Die Highlights sind ziemlich klar:
- Die Erlösstruktur wechselt von der hohen Volatilität der Bitcoin-Compute hin zu 20-Jahres „Take-or-Pay“-Langzeitverträgen mit KI-Kunden
- Der Kunde ist Anthropic – das entspricht einer Bewertungs-Verankerung an der Capex-Kurve eines führenden Large-Model-Unternehmens
- Der Verkauf von Abernathy als Minderheitsbeteiligung zeigt, dass Assets im Bereich KI-HPC im Primärmarkt aktuell deutlich mit Aufschlag gehandelt werden
Die Neubewertungs-Logik für $WULF ist nicht mehr das PE-Schema für Minenaktien, sondern ein Bewertungsrahmen für Data-Center-REITs plus KI-Infrastruktur. Auch die Risiken sollte man nicht ausblenden: die Ausführungs-Timelines beim stufenweisen Aufbau der 401 MW, ob Anthropics eigene Finanzierung und der Abruf der Inferenzbedarfe tatsächlich eintreten, sowie der Zeitplan für Strom und Netzanschluss – jede Verzögerung an irgendeiner Stelle drückt die Cashflow-Kurve nach unten.
Der Pfad „Minenunternehmen → KI-Compute-Auftragsdienstleister“ wird ab 2026 sehr wahrscheinlich zur Bewertungs-Kipplinie.

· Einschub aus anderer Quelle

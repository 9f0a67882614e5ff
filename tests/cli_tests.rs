//! Integration tests for the AgroBot CLI
//!
//! These run the actual binary and verify output and written files.
//! The interactive dashboard needs a terminal, so only the report and
//! settings subcommands are exercised here.

use assert_cmd::Command;
use predicates::prelude::*;
use std::fs;
use tempfile::TempDir;

/// Get the binary to test
fn agrobot_cmd() -> Command {
    Command::cargo_bin("agrobot").unwrap()
}

#[test]
fn test_help_flag() {
    agrobot_cmd()
        .arg("--help")
        .assert()
        .success()
        .stdout(predicate::str::contains("milking system control dashboard"))
        .stdout(predicate::str::contains("run"))
        .stdout(predicate::str::contains("report"))
        .stdout(predicate::str::contains("settings"));
}

#[test]
fn test_no_args_requires_subcommand() {
    agrobot_cmd()
        .assert()
        .failure()
        .stderr(predicate::str::contains("Usage"));
}

// ============================================================================
// Report export
// ============================================================================

#[test]
fn test_report_writes_json() {
    let temp_dir = TempDir::new().unwrap();
    let out = temp_dir.path().join("report.json");

    agrobot_cmd()
        .args(["report", "--out"])
        .arg(&out)
        .assert()
        .success()
        .stdout(predicate::str::contains("Report written to"));

    let json: serde_json::Value =
        serde_json::from_str(&fs::read_to_string(&out).unwrap()).unwrap();
    assert_eq!(json["period"], "week");
    assert_eq!(json["format"], "pdf");
    assert_eq!(json["activeRobots"], 1);
    assert_eq!(json["totalYield"], 117.6);
    assert!(json["exportDate"].is_string());

    let weekly = json["weeklyData"].as_array().unwrap();
    assert_eq!(weekly.len(), 7);
    assert_eq!(weekly[0]["day"], "Monday");
    assert_eq!(weekly[0]["yield"], 245);
    assert_eq!(weekly[6]["day"], "Today");
    assert_eq!(weekly[6]["yield"], 118);
}

#[test]
fn test_report_period_and_format_flags() {
    let temp_dir = TempDir::new().unwrap();
    let out = temp_dir.path().join("report.json");

    agrobot_cmd()
        .args(["report", "--period", "month", "--format", "csv", "--out"])
        .arg(&out)
        .assert()
        .success();

    let json: serde_json::Value =
        serde_json::from_str(&fs::read_to_string(&out).unwrap()).unwrap();
    assert_eq!(json["period"], "month");
    assert_eq!(json["format"], "csv");
}

// ============================================================================
// Settings export / import
// ============================================================================

#[test]
fn test_settings_export_defaults() {
    let temp_dir = TempDir::new().unwrap();
    let file = temp_dir.path().join("settings.json");
    let out = temp_dir.path().join("exported.json");

    // No settings file yet: export should fall back to defaults
    agrobot_cmd()
        .args(["settings", "--file"])
        .arg(&file)
        .arg("export")
        .arg("--out")
        .arg(&out)
        .assert()
        .success()
        .stdout(predicate::str::contains("Settings exported to"));

    let json: serde_json::Value =
        serde_json::from_str(&fs::read_to_string(&out).unwrap()).unwrap();
    assert_eq!(json["milking"]["minInterval"], 6);
    assert_eq!(json["milking"]["minVolume"], 2.5);
    assert_eq!(json["identification"]["rfid"], true);
    assert_eq!(json["notifications"]["dailyReports"], false);
    assert_eq!(json["system"]["backupInterval"], 24);
    assert_eq!(json["system"]["logLevel"], "info");
}

#[test]
fn test_settings_import_round_trip() {
    let temp_dir = TempDir::new().unwrap();
    let file = temp_dir.path().join("settings.json");
    let incoming = temp_dir.path().join("incoming.json");

    fs::write(
        &incoming,
        r#"{
            "milking": {"minInterval": 8, "maxSessionTime": 20, "minVolume": 3.0},
            "identification": {"rfid": true, "visual": false, "weight": true},
            "notifications": {
                "systemErrors": true, "maintenance": false,
                "lowQuality": true, "dailyReports": true
            },
            "system": {"autoBackup": false, "backupInterval": 12, "logLevel": "debug"}
        }"#,
    )
    .unwrap();

    agrobot_cmd()
        .args(["settings", "--file"])
        .arg(&file)
        .arg("import")
        .arg(&incoming)
        .assert()
        .success()
        .stdout(predicate::str::contains("Settings imported from"));

    let json: serde_json::Value =
        serde_json::from_str(&fs::read_to_string(&file).unwrap()).unwrap();
    assert_eq!(json["milking"]["minInterval"], 8);
    assert_eq!(json["identification"]["visual"], false);
    assert_eq!(json["system"]["logLevel"], "debug");
}

#[test]
fn test_settings_import_rejects_malformed_json() {
    let temp_dir = TempDir::new().unwrap();
    let file = temp_dir.path().join("settings.json");
    let incoming = temp_dir.path().join("broken.json");
    fs::write(&incoming, "{not valid json").unwrap();

    agrobot_cmd()
        .args(["settings", "--file"])
        .arg(&file)
        .arg("import")
        .arg(&incoming)
        .assert()
        .failure()
        .stderr(predicate::str::contains("Error:"))
        .stderr(predicate::str::contains("Fix:"));

    // The store file must stay untouched on a failed import
    assert!(!file.exists());
}

#[test]
fn test_settings_import_rejects_wrong_shape() {
    let temp_dir = TempDir::new().unwrap();
    let file = temp_dir.path().join("settings.json");
    let incoming = temp_dir.path().join("wrong.json");
    fs::write(&incoming, r#"{"milking": {"minInterval": "six"}}"#).unwrap();

    agrobot_cmd()
        .args(["settings", "--file"])
        .arg(&file)
        .arg("import")
        .arg(&incoming)
        .assert()
        .failure()
        .stderr(predicate::str::contains("Error:"));

    assert!(!file.exists());
}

#TeraWulf #Anthropic #KI-Compute
Mit einem 20-Jahres-Vertrag mit Anthropic gesichert, der etwa 19,0 Mrd. US-Dollar an Vertragsumsätzen abklinkt: Im Gewerbepark Justified Data in Hawesville, Kentucky, ging ab sofort in mehreren Stufen die 401-MW-Wichtige-IT-Last (Key IT Load) an den Start; die ersten Lieferungen sollen im zweiten Halbjahr 2027 erfolgen, und Anfang 2028 wird alles auf Anschlag laufen. Am selben Tag wurde außerdem ein 50,1%-Anteil am Joint-Venture-Projekt Abernathy an eine von Fluidstack geführte Investmentseite verkauft – 450 Mio. US-Dollar als Premium-Liquidation, effektiv so, dass man langfristige Cashflows einstreicht und zugleich Kapital zurück in die Hand nimmt, um direkt den nächsten Park nachzuschieben.
Die Highlights sind ziemlich klar:
- Die Erlösstruktur wechselt von der hohen Volatilität der Bitcoin-Compute hin zu 20-Jahres „Take-or-Pay“-Langzeitverträgen mit KI-Kunden
- Der Kunde ist Anthropic – das entspricht einer Bewertungs-Verankerung an der Capex-Kurve eines führenden Large-Model-Unternehmens
- Der Verkauf von Abernathy als Minderheitsbeteiligung zeigt, dass Assets im Bereich KI-HPC im Primärmarkt aktuell deutlich mit Aufschlag gehandelt werden
Die Neubewertungs-Logik für $WULF ist nicht mehr das PE-Schema für Minenaktien, sondern ein Bewertungsrahmen für Data-Center-REITs plus KI-Infrastruktur. Auch die Risiken sollte man nicht ausblenden: die Ausführungs-Timelines beim stufenweisen Aufbau der 401 MW, ob Anthropics eigene Finanzierung und der Abruf der Inferenzbedarfe tatsächlich eintreten, sowie der Zeitplan für Strom und Netzanschluss – jede Verzögerung an irgendeiner Stelle drückt die Cashflow-Kurve nach unten.
Der Pfad „Minenunternehmen → KI-Compute-Auftragsdienstleister“ wird ab 2026 sehr wahrscheinlich zur Bewertungs-Kipplinie.